The family of the dead cyclist began a claim last March.

The claim against them began in December.

So it seems there is an element of tit for tat or claim and counter claim.

We will never know, but it may be the motorist would not have claimed had legal action not been taken against her first.


----------



## Andyg63 (26 Apr 2014)

MikeG said:


> Because the accident she caused has spoiled her quality of life, or something......


A very sad person, hope they reopen the investigation and find her guilty
Andyg63


----------



## Brandane (26 Apr 2014)

I wish I could sue someone for every event I have experienced which has adversely affected my quality of life. I would be very rich! 
I do sympathise with the driver here, but not to the extent that she should be making money out of it. It was no doubt a traumatic experience, but money won't make that go away.


----------



## winjim (26 Apr 2014)

Brandane said:


> I wish I could sue someone for every event I have experienced which has adversely affected my quality of life. I would be very rich!
> I do sympathise with the driver here, but not to the extent that she should be making money out of it. It was no doubt a traumatic experience, but money won't make that go away.

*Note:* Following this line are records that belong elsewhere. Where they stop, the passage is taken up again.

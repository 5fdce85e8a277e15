//! Preprocessor expression parsing and evaluation
//!
//! Handles integer/boolean expressions like:
//! - 1+2+4+5*3
//! - (0x10 << 2) | 1
//! - 3 > 2 && !0
//!
//! Identifiers are not resolved here; the macro evaluator substitutes them
//! before the text reaches the parser.

use std::fmt;

use crate::error::{PreprocessorError, Result};

/// Result of evaluating an expression
#[derive(Debug, Clone, Copy, PartialEq, Eq)]
pub enum Value {
    Int(i64),
    Bool(bool),
}

impl Value {
    /// Integer view; booleans are 0 or 1
    pub fn as_int(self) -> i64 {
        match self {
            Value::Int(value) => value,
            Value::Bool(value) => value as i64,
        }
    }

    /// Truth value; integers are true when non-zero
    pub fn as_bool(self) -> bool {
        match self {
            Value::Int(value) => value != 0,
            Value::Bool(value) => value,
        }
    }

    /// Text form used when the value replaces a name in another expression
    pub fn to_expression_text(self) -> String {
        match self.as_int() {
            value if value < 0 => format!("({})", value),
            value => value.to_string(),
        }
    }
}

impl fmt::Display for Value {
    fn fmt(&self, f: &mut fmt::Formatter<'_>) -> fmt::Result {
        match self {
            Value::Int(value) => write!(f, "{}", value),
            Value::Bool(value) => write!(f, "{}", value),
        }
    }
}

impl From<i64> for Value {
    fn from(value: i64) -> Self {
        Value::Int(value)
    }
}

impl From<bool> for Value {
    fn from(value: bool) -> Self {
        Value::Bool(value)
    }
}

impl PartialEq<i64> for Value {
    fn eq(&self, other: &i64) -> bool {
        self.as_int() == *other
    }
}

impl PartialEq<bool> for Value {
    fn eq(&self, other: &bool) -> bool {
        match self {
            Value::Bool(value) => value == other,
            Value::Int(value) => *value == *other as i64,
        }
    }
}

#[derive(Debug, Clone, Copy, PartialEq, Eq)]
pub enum UnaryOp {
    Neg,
    Plus,
    Not,
    BitNot,
}

#[derive(Debug, Clone, Copy, PartialEq, Eq)]
pub enum BinaryOp {
    Mul,
    Div,
    Rem,
    Add,
    Sub,
    Shl,
    Shr,
    Lt,
    Gt,
    Le,
    Ge,
    Eq,
    Ne,
    BitAnd,
    BitXor,
    BitOr,
    And,
    Or,
}

/// Binary operators grouped from loosest to tightest binding
const PRECEDENCE: &[&[(&str, BinaryOp)]] = &[
    &[("||", BinaryOp::Or)],
    &[("&&", BinaryOp::And)],
    &[("|", BinaryOp::BitOr)],
    &[("^", BinaryOp::BitXor)],
    &[("&", BinaryOp::BitAnd)],
    &[("==", BinaryOp::Eq), ("!=", BinaryOp::Ne)],
    &[
        ("<", BinaryOp::Lt),
        (">", BinaryOp::Gt),
        ("<=", BinaryOp::Le),
        (">=", BinaryOp::Ge),
    ],
    &[("<<", BinaryOp::Shl), (">>", BinaryOp::Shr)],
    &[("+", BinaryOp::Add), ("-", BinaryOp::Sub)],
    &[
        ("*", BinaryOp::Mul),
        ("/", BinaryOp::Div),
        ("%", BinaryOp::Rem),
    ],
];

/// Operators recognised by the tokenizer, longest first
const OPERATORS: &[&str] = &[
    "<<", ">>", "<=", ">=", "==", "!=", "&&", "||", "+", "-", "*", "/", "%", "&", "|", "^", "~",
    "!", "<", ">", "(", ")",
];

impl BinaryOp {
    fn apply(self, left: Value, right: Value) -> Result<Value> {
        let (a, b) = (left.as_int(), right.as_int());
        let value = match self {
            BinaryOp::Mul => Value::Int(a.wrapping_mul(b)),
            BinaryOp::Div if b == 0 => return Err(PreprocessorError::DivisionByZero),
            BinaryOp::Div => Value::Int(a.wrapping_div(b)),
            BinaryOp::Rem if b == 0 => return Err(PreprocessorError::DivisionByZero),
            BinaryOp::Rem => Value::Int(a.wrapping_rem(b)),
            BinaryOp::Add => Value::Int(a.wrapping_add(b)),
            BinaryOp::Sub => Value::Int(a.wrapping_sub(b)),
            BinaryOp::Shl => Value::Int(a << shift_amount(b)?),
            BinaryOp::Shr => Value::Int(a >> shift_amount(b)?),
            BinaryOp::Lt => Value::Bool(a < b),
            BinaryOp::Gt => Value::Bool(a > b),
            BinaryOp::Le => Value::Bool(a <= b),
            BinaryOp::Ge => Value::Bool(a >= b),
            BinaryOp::Eq => Value::Bool(a == b),
            BinaryOp::Ne => Value::Bool(a != b),
            BinaryOp::BitAnd => Value::Int(a & b),
            BinaryOp::BitXor => Value::Int(a ^ b),
            BinaryOp::BitOr => Value::Int(a | b),
            BinaryOp::And => Value::Bool(left.as_bool() && right.as_bool()),
            BinaryOp::Or => Value::Bool(left.as_bool() || right.as_bool()),
        };
        Ok(value)
    }
}

fn shift_amount(amount: i64) -> Result<u32> {
    u32::try_from(amount)
        .ok()
        .filter(|amount| *amount < i64::BITS)
        .ok_or_else(|| {
            PreprocessorError::invalid_expression(format!("shift amount {} out of range", amount))
        })
}

/// Preprocessor expression
#[derive(Debug, Clone, PartialEq, Eq)]
pub enum Expr {
    Literal(Value),
    Unary(UnaryOp, Box<Expr>),
    Binary(BinaryOp, Box<Expr>, Box<Expr>),
}

impl Expr {
    /// Evaluate the expression; `&&` and `||` short-circuit
    pub fn eval(&self) -> Result<Value> {
        match self {
            Expr::Literal(value) => Ok(*value),
            Expr::Unary(op, operand) => {
                let value = operand.eval()?;
                Ok(match op {
                    UnaryOp::Neg => Value::Int(value.as_int().wrapping_neg()),
                    UnaryOp::Plus => Value::Int(value.as_int()),
                    UnaryOp::Not => Value::Bool(!value.as_bool()),
                    UnaryOp::BitNot => Value::Int(!value.as_int()),
                })
            }
            Expr::Binary(BinaryOp::And, left, right) => {
                Ok(Value::Bool(left.eval()?.as_bool() && right.eval()?.as_bool()))
            }
            Expr::Binary(BinaryOp::Or, left, right) => {
                Ok(Value::Bool(left.eval()?.as_bool() || right.eval()?.as_bool()))
            }
            Expr::Binary(op, left, right) => op.apply(left.eval()?, right.eval()?),
        }
    }
}

#[derive(Debug, Clone, PartialEq, Eq)]
enum Token {
    Number(i64),
    Identifier(String),
    Operator(&'static str),
}

/// Parser for preprocessor expressions
pub struct ExprParser {
    tokens: Vec<Token>,
    position: usize,
}

impl ExprParser {
    pub fn new(text: &str) -> Result<Self> {
        Ok(Self {
            tokens: Self::tokenize(text)?,
            position: 0,
        })
    }

    fn tokenize(text: &str) -> Result<Vec<Token>> {
        let mut tokens = Vec::new();
        let mut rest = text;

        while let Some(ch) = rest.chars().next() {
            if ch.is_whitespace() {
                rest = &rest[ch.len_utf8()..];
                continue;
            }

            if is_ident_char(ch) {
                let end = rest.find(|c: char| !is_ident_char(c)).unwrap_or(rest.len());
                let (word, tail) = rest.split_at(end);
                rest = tail;
                if ch.is_ascii_digit() {
                    tokens.push(Token::Number(parse_number(word)?));
                } else {
                    tokens.push(Token::Identifier(word.to_string()));
                }
                continue;
            }

            let operator = OPERATORS
                .iter()
                .find(|op| rest.starts_with(**op))
                .ok_or_else(|| {
                    PreprocessorError::invalid_expression(format!("unexpected character '{}'", ch))
                })?;
            tokens.push(Token::Operator(*operator));
            rest = &rest[operator.len()..];
        }

        Ok(tokens)
    }

    /// Parse the whole token stream as one expression
    pub fn parse(&mut self) -> Result<Expr> {
        if self.tokens.is_empty() {
            return Err(PreprocessorError::invalid_expression("empty expression"));
        }

        let expr = self.parse_binary(0)?;
        match self.peek() {
            None => Ok(expr),
            Some(token) => Err(PreprocessorError::invalid_expression(format!(
                "unexpected {}",
                describe(token)
            ))),
        }
    }

    fn parse_binary(&mut self, level: usize) -> Result<Expr> {
        let Some(operators) = PRECEDENCE.get(level) else {
            return self.parse_unary();
        };

        let mut left = self.parse_binary(level + 1)?;
        while let Some(op) = self.peek_binary(operators) {
            self.advance();
            let right = self.parse_binary(level + 1)?;
            left = Expr::Binary(op, Box::new(left), Box::new(right));
        }

        Ok(left)
    }

    fn peek_binary(&self, operators: &[(&str, BinaryOp)]) -> Option<BinaryOp> {
        match self.peek() {
            Some(Token::Operator(symbol)) => operators
                .iter()
                .find(|(candidate, _)| candidate == symbol)
                .map(|(_, op)| *op),
            _ => None,
        }
    }

    /// Parse unary expression (-, +, !, ~)
    fn parse_unary(&mut self) -> Result<Expr> {
        let op = match self.peek() {
            Some(Token::Operator("-")) => UnaryOp::Neg,
            Some(Token::Operator("+")) => UnaryOp::Plus,
            Some(Token::Operator("!")) => UnaryOp::Not,
            Some(Token::Operator("~")) => UnaryOp::BitNot,
            _ => return self.parse_primary(),
        };
        self.advance();
        let operand = self.parse_unary()?;
        Ok(Expr::Unary(op, Box::new(operand)))
    }

    /// Parse primary expression (number, parenthesized)
    fn parse_primary(&mut self) -> Result<Expr> {
        match self.advance() {
            Some(Token::Number(value)) => Ok(Expr::Literal(Value::Int(value))),
            Some(Token::Operator("(")) => {
                let expr = self.parse_binary(0)?;
                match self.advance() {
                    Some(Token::Operator(")")) => Ok(expr),
                    Some(token) => Err(PreprocessorError::invalid_expression(format!(
                        "expected ')', found {}",
                        describe(&token)
                    ))),
                    None => Err(PreprocessorError::invalid_expression("expected ')'")),
                }
            }
            Some(token) => Err(PreprocessorError::invalid_expression(format!(
                "unexpected {}",
                describe(&token)
            ))),
            None => Err(PreprocessorError::invalid_expression(
                "unexpected end of expression",
            )),
        }
    }

    fn peek(&self) -> Option<&Token> {
        self.tokens.get(self.position)
    }

    fn advance(&mut self) -> Option<Token> {
        let token = self.tokens.get(self.position).cloned();
        if token.is_some() {
            self.position += 1;
        }
        token
    }
}

fn describe(token: &Token) -> String {
    match token {
        Token::Number(value) => format!("number {}", value),
        Token::Identifier(name) => format!("identifier '{}'", name),
        Token::Operator(op) => format!("'{}'", op),
    }
}

/// Parse a literal: decimal, `0x` hex, `0o`/leading-`0` octal or `0b` binary
fn parse_number(literal: &str) -> Result<i64> {
    let digits = strip_suffix(literal);
    let (radix, body) = match digits.get(..2) {
        Some("0x" | "0X") => (16, &digits[2..]),
        Some("0o" | "0O") => (8, &digits[2..]),
        Some("0b" | "0B") => (2, &digits[2..]),
        _ if digits.len() > 1 && digits.starts_with('0') => (8, &digits[1..]),
        _ => (10, digits),
    };

    u64::from_str_radix(body, radix)
        .map(|value| value as i64)
        .map_err(|_| {
            PreprocessorError::invalid_expression(format!("invalid numeric literal '{}'", literal))
        })
}

/// Characters of identifiers and numeric literals
pub(crate) fn is_ident_char(ch: char) -> bool {
    ch.is_ascii_alphanumeric() || ch == '_'
}

fn strip_suffix(literal: &str) -> &str {
    literal.trim_end_matches(['u', 'U', 'l', 'L'])
}

/// Remove `u`/`U`/`l`/`L` suffixes from numeric literals, keeping prefixes
///
/// Identifiers are left untouched, so `0x10UL + FOO_UL` becomes `0x10 + FOO_UL`.
pub fn strip_literal_suffixes(text: &str) -> String {
    let mut out = String::with_capacity(text.len());
    let mut rest = text;

    while let Some(ch) = rest.chars().next() {
        if !is_ident_char(ch) {
            out.push(ch);
            rest = &rest[ch.len_utf8()..];
            continue;
        }

        let end = rest.find(|c: char| !is_ident_char(c)).unwrap_or(rest.len());
        let (word, tail) = rest.split_at(end);
        out.push_str(if ch.is_ascii_digit() { strip_suffix(word) } else { word });
        rest = tail;
    }

    out
}

/// Parse expression text into an AST
pub fn parse_expression(text: &str) -> Result<Expr> {
    ExprParser::new(text)?.parse()
}

/// Parse and evaluate expression text
pub fn eval_expression(text: &str) -> Result<Value> {
    parse_expression(text)?.eval()
}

It might help pay for some counselling.


----------



## Cycleops (26 Apr 2014)

stuee147 said:


> i was hit by a car when i was 15 the police watched the whole accident and there was no doubt it was the car drivers fault yet he still tried to sue me for £8000 damages to his car that my body had done when he hit me there just no sense in the law at times


This would have been brought by the drivers insurance company in an effort to get some money back. Part of the games played by these people.


----------



## shouldbeinbed (26 Apr 2014)

summerdays said:


> I can't leave lights attached to my bike as they wouldn't be there when I went to unlock it and ride home, occasionally lights get turned on in my bag draining the battery, and at this time of year it's normally light when I'm cycling so I don't routinely carry lights. And if I carried enough stuff for every eventuality my bag would be twice the weight it is! My point was that unplanned things happen.


 
slight devils advocate but not having/using lights and excusing it does annoy me.

you can get lights that permanantly affix to bikes.

if your lights switch on in your bag either get lights with a better switch, remove or carry some spare batteries if the AA type (2 or 4 are REALLY that much extra bulk & weight?) or disconnect the power pack from the light if its of that type. You recognise a problem and refuse to mitigate it.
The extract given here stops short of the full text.